Of particular interest for geroscience are transposons: repeating, self-replicating DNA sequences that can alter their location in the genome.¹⁰ Also known as “jumping genes”, they make up about half of the genome. Their activity — which increases with an organism’s age — can alter chromosome structure, destabilise the genome, trigger immune response and inflammation,¹¹ and create other conditions that have been tied to poor health outcomes in old age.¹² Turning them off seems to have broad health benefits, as revealed in HIV antiretroviral therapies that turn off the “LINE” transposons (among the most prevalent repeating sequences, and major contributors to human genetic variation).¹³ This reverses the age-accelerating effects of HIV with no health trade-offs.¹⁴ Doing so holds promise for other diseases associated with LINE-1, such as rheumatoid arthritis¹⁵ and lupus.¹⁶

However, manipulating the dark genome will be more complex than simply finding a general-purpose “off” switch. Preclinical trials are beginning to show that, under certain conditions, some parts of the dark genome might have beneficial effects.

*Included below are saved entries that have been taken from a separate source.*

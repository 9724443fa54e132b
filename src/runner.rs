use std::ffi::OsString;
use std::io;
use std::process::Command;

use crate::error::{FslxError, FslxResult};

/// Captured output of a successful external tool invocation.
#[derive(Debug, Clone)]
pub struct ToolOutput {
    pub stdout: String,
}

/// Abstraction over launching an external binary and waiting for it.
///
/// The dispatcher only ever talks to tools through this trait, so tests
/// substitute a scripted implementation instead of spawning processes.
/// `Sync` because parallel-capable operations fan out across inputs.
pub trait ToolRunner: Sync {
    /// Run `argv[0]` with the remaining elements as arguments, blocking
    /// until it exits.
    ///
    /// # Errors
    ///
    /// Fails with [`FslxError::ToolNotFound`] when the binary is absent,
    /// [`FslxError::ToolFailed`] on a non-zero exit status, and
    /// [`FslxError::Io`] for other spawn failures.
    fn run(&self, argv: &[OsString]) -> FslxResult<ToolOutput>;
}

/// [`ToolRunner`] backed by [`std::process::Command`].
#[derive(Debug, Default, Clone, Copy)]
pub struct SystemRunner;

impl ToolRunner for SystemRunner {
    fn run(&self, argv: &[OsString]) -> FslxResult<ToolOutput> {
        let (tool, args) = argv.split_first().ok_or_else(|| FslxError::InvalidOperation {
            detail: "empty command line".to_string(),
        })?;
        let tool_name = tool.to_string_lossy().into_owned();

        let output = Command::new(tool).args(args).output().map_err(|err| {
            if err.kind() == io::ErrorKind::NotFound {
                FslxError::ToolNotFound { tool: tool_name.clone() }
            } else {
                FslxError::Io(err)
            }
        })?;

        if !output.status.success() {
            return Err(FslxError::ToolFailed {
                tool: tool_name,
                status: output.status.to_string(),
                stderr: String::from_utf8_lossy(&output.stderr).trim().to_string(),
            });
        }

        Ok(ToolOutput {
            stdout: String::from_utf8_lossy(&output.stdout).into_owned(),
        })
    }
}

Also, a better understanding of how non-coding elements interact with coding elements may yield a rich new source of new biomarkers and potentially even therapies. Our understanding of the dark genome has been hampered by technological limitations of DNA and RNA sequencing requiring fragmentation followed by aligning to reference sequences to forecast the underlying sequence. New technologies, including nanopore, which allows direct reading of long sequences of DNA and RNA, are advancing our understanding of the dark genome,¹⁷ but more research into these intricate relationships and how to balance the trade-offs is needed. Excitingly, the dark genome appears to be responsive to rejuvenation, so a better understanding of rejuvenation may also shed light on it.